L’agrégateur Europériodiques a créé le service Swetsnet en 1995, guichet unique de consultation pour près de 1 200 périodiques. L’interrogation se fait sur les sommaires, les résumés et sur l’ensemble du contenu des articles. L’abonnement proposé par Europériodiques associe encore la version papier et la version électronique, mais à terme, c’est cette dernière seule qui sera proposée. Les bibliothécaires présents ont souligné le danger de ne pas pouvoir disposer d’une copie pour l’archivage, d’autant plus que les éditeurs annoncent déjà qu’ils ne conserveront pas leurs documents au-delà de cinq ans. Une représentante de bibliothèque universitaire a annoncé son intention de demander aux éditeurs des revues électroniques auxquelles elle est abonnée de lui fournir des cédéroms annuels reprenant l’ensemble des publications. Elle a encouragé ses collègues à en faire autant.

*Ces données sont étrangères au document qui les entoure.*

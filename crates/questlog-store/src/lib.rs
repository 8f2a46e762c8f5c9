//! questlog-store: persistence core of the Questlog client.
//!
//! - [`storage`]: remote tree database with local key-value fallback behind
//!   one [`storage::DataService`].
//! - [`migration`]: one-shot promotion of legacy global data into
//!   per-identity records.
//! - [`cache`]: versioned offline cache for static assets and last-known
//!   responses.

pub mod activity;
pub mod cache;
pub mod clock;
pub mod config;
pub mod error;
pub mod migration;
pub mod session;
pub mod storage;
#[cfg(any(test, feature = "testing"))]
pub mod testing;
pub mod types;

pub use error::{CacheError, MigrationError, QuestlogError, Result, StoreError};
pub use migration::{MigrationEngine, MigrationOutcome};
pub use storage::{Backends, DataService};
pub use types::{Identity, Item, ItemType, UserRecord};
//! Named cache generations.
//!
//! `CacheStorage` mirrors the browser cache-storage subsystem: a set of named
//! caches, each mapping request keys to responses. Lookups across all caches
//! check them in creation order.

use std::collections::HashMap;

use async_trait::async_trait;
use parking_lot::Mutex;

use crate::error::{CacheError, Result};

use super::types::Response;

#[async_trait]
pub trait CacheStorage: Send + Sync {
    /// Create `name` if it does not exist.
    async fn open(&self, name: &str) -> Result<(), CacheError>;

    /// Names of all caches, oldest first.
    async fn keys(&self) -> Result<Vec<String>, CacheError>;

    /// Delete `name`; false if it did not exist.
    async fn delete(&self, name: &str) -> Result<bool, CacheError>;

    /// Store `response` under `key` in `name`, creating the cache if needed.
    async fn put(&self, name: &str, key: &str, response: Response) -> Result<(), CacheError>;

    /// Exact-key lookup in one cache.
    async fn match_in(&self, name: &str, key: &str) -> Result<Option<Response>, CacheError>;

    /// Exact-key lookup across every cache.
    async fn match_any(&self, key: &str) -> Result<Option<Response>, CacheError>;
}

/// In-memory `CacheStorage`.
#[derive(Default)]
pub struct MemoryCacheStorage {
    caches: Mutex<Vec<(String, HashMap<String, Response>)>>,
}

impl MemoryCacheStorage {
    pub fn new() -> Self {
        Self::default()
    }

    /// Number of entries in `name` (0 if missing).
    pub fn len_of(&self, name: &str) -> usize {
        self.caches
            .lock()
            .iter()
            .find(|(n, _)| n == name)
            .map_or(0, |(_, entries)| entries.len())
    }
}

#[async_trait]
impl CacheStorage for MemoryCacheStorage {
    async fn open(&self, name: &str) -> Result<(), CacheError> {
        let mut caches = self.caches.lock();
        if !caches.iter().any(|(n, _)| n == name) {
            caches.push((name.to_string(), HashMap::new()));
        }
        Ok(())
    }

    async fn keys(&self) -> Result<Vec<String>, CacheError> {
        Ok(self.caches.lock().iter().map(|(n, _)| n.clone()).collect())
    }

    async fn delete(&self, name: &str) -> Result<bool, CacheError> {
        let mut caches = self.caches.lock();
        let before = caches.len();
        caches.retain(|(n, _)| n != name);
        Ok(caches.len() != before)
    }

    async fn put(&self, name: &str, key: &str, response: Response) -> Result<(), CacheError> {
        let mut caches = self.caches.lock();
        match caches.iter_mut().find(|(n, _)| n == name) {
            Some((_, entries)) => {
                entries.insert(key.to_string(), response);
            }
            None => {
                let mut entries = HashMap::new();
                entries.insert(key.to_string(), response);
                caches.push((name.to_string(), entries));
            }
        }
        Ok(())
    }

    async fn match_in(&self, name: &str, key: &str) -> Result<Option<Response>, CacheError> {
        Ok(self
            .caches
            .lock()
            .iter()
            .find(|(n, _)| n == name)
            .and_then(|(_, entries)| entries.get(key).cloned()))
    }

    async fn match_any(&self, key: &str) -> Result<Option<Response>, CacheError> {
        Ok(self
            .caches
            .lock()
            .iter()
            .find_map(|(_, entries)| entries.get(key).cloned()))
    }
}
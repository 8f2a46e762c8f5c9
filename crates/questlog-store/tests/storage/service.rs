//! Tests for src/storage/service.rs: selection, failover and sentinels.

use std::sync::Arc;

use questlog_store::{
    config::StoreOptions,
    storage::{BackendKind, Backends, DataService, MemoryKv, MemoryTree},
    testing::{FailingKv, ManualClock},
    types::{BackendStatus, Group, Identity, ItemType, UserRecord},
};
use serde_json::{json, Value};

// ============================================================================
// Helpers
// ============================================================================

const T0: i64 = 1_700_000_000_000;

fn service(backends: Backends) -> (DataService, Arc<ManualClock>) {
    let clock = Arc::new(ManualClock::new(T0));
    let svc = DataService::with_clock(backends, StoreOptions::default(), clock.clone());
    (svc, clock)
}

fn remote_and_local(tree: &Arc<MemoryTree>) -> Backends {
    Backends::new(Some(tree.clone()), Some(Arc::new(MemoryKv::new())))
}

// ============================================================================
// Selection
// ============================================================================

#[tokio::test]
async fn remote_is_preferred_when_reachable() {
    let tree = Arc::new(MemoryTree::new());
    let (svc, _) = service(remote_and_local(&tree));

    assert!(svc.init().await);
    assert_eq!(svc.backend_kind(), Some(BackendKind::Remote));
    let status = svc.get_connection_status();
    assert!(status.connected);
    assert_eq!(status.status, BackendStatus::Remote);
}

#[tokio::test]
async fn unreachable_remote_falls_back_to_local() {
    let kv = Arc::new(MemoryKv::new());
    let (svc, clock) = service(Backends::new(Some(Arc::new(MemoryTree::offline())), Some(kv.clone())));

    assert!(svc.init().await);
    assert_eq!(svc.backend_kind(), Some(BackendKind::Local));
    assert_eq!(svc.get_connection_status().status, BackendStatus::LocalFallback);

    // Everything works against the local store.
    let record = svc.get_user_data().await.unwrap();
    assert_eq!(record.level, 1);
    clock.advance(100);
    assert!(svc.update_xp(40).await);
    assert!(svc.update_streak(2).await);
    assert!(svc.save_group(&Group::new("crew")).await);
    assert!(svc.save_item(ItemType::Note, "n", "").await.is_some());
    assert!(svc.test_connection().await);

    let after = svc.get_user_data().await.unwrap();
    assert_eq!((after.xp, after.streak), (40, 2));
    assert!(after.last_active > record.last_active);
    assert_eq!(svc.get_group().await, Some(Group::new("crew")));
    assert_eq!(svc.get_user_items().await.len(), 1);
    assert!(!kv.is_empty());
}

#[tokio::test]
async fn missing_remote_module_falls_back_to_local() {
    let (svc, _) = service(Backends::new(None, Some(Arc::new(MemoryKv::new()))));
    assert!(svc.init().await);
    assert_eq!(svc.backend_kind(), Some(BackendKind::Local));
}

#[tokio::test]
async fn no_backend_leaves_every_operation_inert() {
    let (svc, _) = service(Backends::default());

    assert!(!svc.init().await);
    assert!(!svc.is_ready());
    assert!(svc.get_user_data().await.is_none());
    assert!(!svc.save_user_data(&UserRecord::with_defaults(T0)).await);
    assert!(!svc.update_field("xp", json!(1)).await);
    assert!(svc.save_item(ItemType::Task, "t", "").await.is_none());
    assert!(svc.get_user_items().await.is_empty());
    assert!(!svc.save_group(&Group::new("g")).await);
    assert!(svc.get_group().await.is_none());
    assert!(!svc.test_connection().await);
    svc.log_activity("noop", Value::Null);

    let status = svc.get_connection_status();
    assert!(!status.connected);
    assert_eq!(status.status, BackendStatus::Unavailable);
}

#[tokio::test]
async fn init_is_idempotent_and_never_switches() {
    let tree = Arc::new(MemoryTree::new());
    let (svc, _) = service(remote_and_local(&tree));
    assert!(svc.init().await);

    tree.set_offline(true);
    assert!(svc.init().await);
    assert_eq!(svc.backend_kind(), Some(BackendKind::Remote));
}

// ============================================================================
// Sentinels
// ============================================================================

#[tokio::test]
async fn remote_failures_become_sentinels_without_failover() {
    let tree = Arc::new(MemoryTree::new());
    let (svc, _) = service(remote_and_local(&tree));
    svc.init().await;
    svc.set_identity(Some(Identity::new("u1")));

    tree.set_offline(true);
    assert!(svc.get_user_data().await.is_none());
    assert!(!svc.update_field("xp", json!(5)).await);
    assert!(svc.save_item(ItemType::Task, "t", "").await.is_none());
    assert!(svc.get_user_items().await.is_empty());
    assert!(!svc.test_connection().await);

    let status = svc.get_connection_status();
    assert_eq!(status.status, BackendStatus::Offline);
    assert_eq!(svc.backend_kind(), Some(BackendKind::Remote));
}

#[tokio::test]
async fn remote_without_identity_returns_sentinels() {
    let tree = Arc::new(MemoryTree::new());
    let (svc, _) = service(remote_and_local(&tree));
    svc.init().await;

    assert!(svc.get_user_data().await.is_none());
    assert!(!svc.update_streak(1).await);
}

#[tokio::test]
async fn mistyped_update_returns_false_on_both_backends() {
    for remote in [true, false] {
        let tree = Arc::new(MemoryTree::new());
        tree.set_offline(!remote);
        let (svc, _) = service(remote_and_local(&tree));
        svc.init().await;
        svc.set_identity(Some(Identity::new("u1")));
        let before = svc.get_user_data().await.expect("default record");

        assert!(!svc.update_field("level", json!("twelve")).await, "remote={remote}");
        assert_eq!(svc.get_user_data().await, Some(before.clone()), "remote={remote}");

        assert!(svc.update_xp(5).await);
        let after = svc.get_user_data().await.expect("record readable");
        assert_eq!(after.xp, 5);
        assert_eq!(after.level, before.level);
    }
}

#[tokio::test]
async fn local_write_failures_become_sentinels() {
    let (svc, _) = service(Backends::new(None, Some(Arc::new(FailingKv::read_only()))));
    assert!(svc.init().await);
    assert!(svc.get_user_data().await.is_none());
    assert!(!svc.update_xp(3).await);
    assert!(svc.save_item(ItemType::List, "l", "").await.is_none());
    assert!(svc.get_user_items().await.is_empty());
}

// ============================================================================
// Identity & scenario
// ============================================================================

#[tokio::test]
async fn identity_set_before_init_reaches_the_backend() {
    let tree = Arc::new(MemoryTree::new());
    let (svc, _) = service(remote_and_local(&tree));
    svc.set_identity(Some(Identity::new("early")));
    svc.init().await;

    assert_eq!(svc.active_identity(), Some(Identity::new("early")));
    assert!(svc.get_user_data().await.is_some());
    assert!(tree.snapshot("users/early").is_some());
}

#[tokio::test(flavor = "multi_thread", worker_threads = 4)]
async fn identity_racing_init_is_not_lost() {
    for _ in 0..100 {
        let tree = Arc::new(MemoryTree::new());
        let (svc, _) = service(remote_and_local(&tree));
        let svc = Arc::new(svc);

        let init = tokio::spawn({
            let svc = svc.clone();
            async move { svc.init().await }
        });
        let sign_in = tokio::spawn({
            let svc = svc.clone();
            async move { svc.set_identity(Some(Identity::new("racer"))) }
        });
        assert!(init.await.unwrap());
        sign_in.await.unwrap();

        assert_eq!(svc.active_identity(), Some(Identity::new("racer")));
    }
}

#[tokio::test]
async fn save_item_scenario_on_both_backends() {
    for remote in [true, false] {
        let tree = Arc::new(MemoryTree::new());
        tree.set_offline(!remote);
        let (svc, _) = service(remote_and_local(&tree));
        svc.init().await;
        svc.set_identity(Some(Identity::new("u1")));

        let id = svc.save_item(ItemType::Task, "Buy milk", "").await.unwrap();
        assert!(id.starts_with("task_"), "unexpected id {id}");
        assert!(id["task_".len()..].parse::<i64>().is_ok());

        let items = svc.get_user_items().await;
        assert_eq!(items.len(), 1);
        assert_eq!(items[0].id, id);
        assert_eq!(items[0].title, "Buy milk");
        assert!(!items[0].completed);
    }
}

#[tokio::test]
async fn activity_reaches_the_remote_log() {
    let tree = Arc::new(MemoryTree::new());
    let (svc, _) = service(remote_and_local(&tree));
    svc.init().await;
    svc.set_identity(Some(Identity::new("u1")));

    svc.log_activity("level_up", json!({ "level": 2 }));
    for _ in 0..50 {
        if tree.snapshot("activity/u1").is_some() {
            break;
        }
        tokio::task::yield_now().await;
    }
    let log = tree.snapshot("activity/u1").expect("activity delivered");
    assert_eq!(log.as_object().unwrap().len(), 1);
}
//! Deterministic collaborators for tests and embedders.

use std::collections::HashMap;
use std::sync::atomic::{AtomicBool, AtomicI64, AtomicUsize, Ordering};

use async_trait::async_trait;
use parking_lot::Mutex;

use crate::cache::{Clients, Network, Notification, Notifier, Request, Response};
use crate::clock::{Clock, Timestamp};
use crate::error::{CacheError, Result, StoreError};
use crate::storage::KeyValueStore;

// ============================================================================
// ManualClock
// ============================================================================

/// Clock that only moves when told to.
#[derive(Debug)]
pub struct ManualClock {
    now: AtomicI64,
}

impl ManualClock {
    pub fn new(start: Timestamp) -> Self {
        Self {
            now: AtomicI64::new(start),
        }
    }

    pub fn advance(&self, millis: i64) {
        self.now.fetch_add(millis, Ordering::SeqCst);
    }

    pub fn set(&self, now: Timestamp) {
        self.now.store(now, Ordering::SeqCst);
    }
}

impl Clock for ManualClock {
    fn now_millis(&self) -> Timestamp {
        self.now.load(Ordering::SeqCst)
    }
}

// ============================================================================
// FailingKv
// ============================================================================

/// Key-value store whose writes (and optionally reads) fail.
#[derive(Debug, Default)]
pub struct FailingKv {
    fail_reads: bool,
}

impl FailingKv {
    /// Reads succeed with no data; writes fail.
    pub fn read_only() -> Self {
        Self { fail_reads: false }
    }

    /// Every operation fails.
    pub fn broken() -> Self {
        Self { fail_reads: true }
    }
}

impl KeyValueStore for FailingKv {
    fn get(&self, key: &str) -> Result<Option<String>, StoreError> {
        if self.fail_reads {
            return Err(StoreError::Local(format!("read of {key} refused")));
        }
        Ok(None)
    }

    fn set(&self, key: &str, _value: &str) -> Result<(), StoreError> {
        Err(StoreError::Local(format!("write of {key} refused")))
    }

    fn remove(&self, key: &str) -> Result<(), StoreError> {
        Err(StoreError::Local(format!("remove of {key} refused")))
    }
}

// ============================================================================
// StaticNetwork
// ============================================================================

/// Network answering from a fixed URL → response table.
///
/// Unknown URLs get a 404. While offline every fetch fails.
#[derive(Default)]
pub struct StaticNetwork {
    routes: Mutex<HashMap<String, Response>>,
    offline: AtomicBool,
    calls: AtomicUsize,
}

impl StaticNetwork {
    pub fn new() -> Self {
        Self::default()
    }

    pub fn route(&self, url: &str, response: Response) {
        self.routes.lock().insert(url.to_string(), response);
    }

    pub fn set_offline(&self, offline: bool) {
        self.offline.store(offline, Ordering::SeqCst);
    }

    /// Number of fetches attempted, including failed ones.
    pub fn calls(&self) -> usize {
        self.calls.load(Ordering::SeqCst)
    }
}

#[async_trait]
impl Network for StaticNetwork {
    async fn fetch(&self, request: &Request) -> Result<Response, CacheError> {
        self.calls.fetch_add(1, Ordering::SeqCst);
        if self.offline.load(Ordering::SeqCst) {
            return Err(CacheError::Network {
                url: request.url.to_string(),
                message: "offline".to_string(),
            });
        }
        let mut url = request.url.clone();
        url.set_fragment(None);
        Ok(self
            .routes
            .lock()
            .get(url.as_str())
            .cloned()
            .unwrap_or_else(|| Response::new(404, "text/plain", "Not Found")))
    }
}

// ============================================================================
// Clients / Notifier
// ============================================================================

#[derive(Debug, Clone, PartialEq, Eq)]
pub enum ClientCall {
    Claim,
    Focus(String),
    Open(String),
}

/// Records every call. `focus` succeeds only for URLs marked open.
#[derive(Default)]
pub struct RecordingClients {
    open: Mutex<Vec<String>>,
    calls: Mutex<Vec<ClientCall>>,
}

impl RecordingClients {
    pub fn new() -> Self {
        Self::default()
    }

    pub fn with_open_window(self, url: &str) -> Self {
        self.open.lock().push(url.to_string());
        self
    }

    pub fn calls(&self) -> Vec<ClientCall> {
        self.calls.lock().clone()
    }
}

#[async_trait]
impl Clients for RecordingClients {
    async fn claim(&self) {
        self.calls.lock().push(ClientCall::Claim);
    }

    async fn focus(&self, url: &str) -> bool {
        self.calls.lock().push(ClientCall::Focus(url.to_string()));
        self.open.lock().iter().any(|u| u == url)
    }

    async fn open_window(&self, url: &str) -> bool {
        self.calls.lock().push(ClientCall::Open(url.to_string()));
        self.open.lock().push(url.to_string());
        true
    }
}

#[derive(Default)]
pub struct RecordingNotifier {
    shown: Mutex<Vec<Notification>>,
}

impl RecordingNotifier {
    pub fn new() -> Self {
        Self::default()
    }

    pub fn shown(&self) -> Vec<Notification> {
        self.shown.lock().clone()
    }
}

#[async_trait]
impl Notifier for RecordingNotifier {
    async fn show(&self, notification: Notification) {
        self.shown.lock().push(notification);
    }
}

La société Jouve, présentée par Catherine Lupovici, est spécialisée dans la numérisation des textes, la reconnaissance optique de caractères et le codage SGML. Elle travaille, entre autres, avec le Kompass et l’Office européen des brevets.
Au-delà des frontières
La dernière conférence a permis de sortir des frontières françaises et de découvrir la situation de deux pays, la Roumanie et le Sénégal, quant à l’utilisation du réseau Internet. Nicoleta Marinescu, de la bibliothèque centrale universitaire de Iasi (www.library.tuiasi.ro), a souligné l’importance de l’aide européenne à travers le programme Tempus, qui a permis l’informatisation des bibliothèques roumaines. Une grande partie est aujourd’hui connectée au réseau Ro-Edu-Net ouvert en 1994. Selon l’intervenante, l’infrastructure technique s’est rapidement mise en place, mais les mentalités des bibliothécaires sont plus longues à faire évoluer.
Olivier Sagna, de l’École des bibliothécaires, archivistes et documentalistes de Dakar, utilise Internet depuis le début des années 90. Il a mis l’accent sur la faiblesse de l’infrastructure des télécommunications dans son pays et sur la cherté de l’équipement multimédia (l’équivalent de dix mois de salaire d’un professeur). Il espère que le gouvernement décidera une baisse de la fiscalité sur le matériel informatique et sur les télécommunications.
Les premières rencontres Biblio-fr ont permis aux abonnés de se rencontrer « pour de vrai », de discuter des thèmes qui leur sont chers et de prendre position, parfois avec passion. Il faut savoir gré à Hervé Le Crosnier d’avoir organisé cette manifestation qui s’est déroulée dans une ambiance détendue, notamment grâce au concours des musiciens des Blancs Mollets.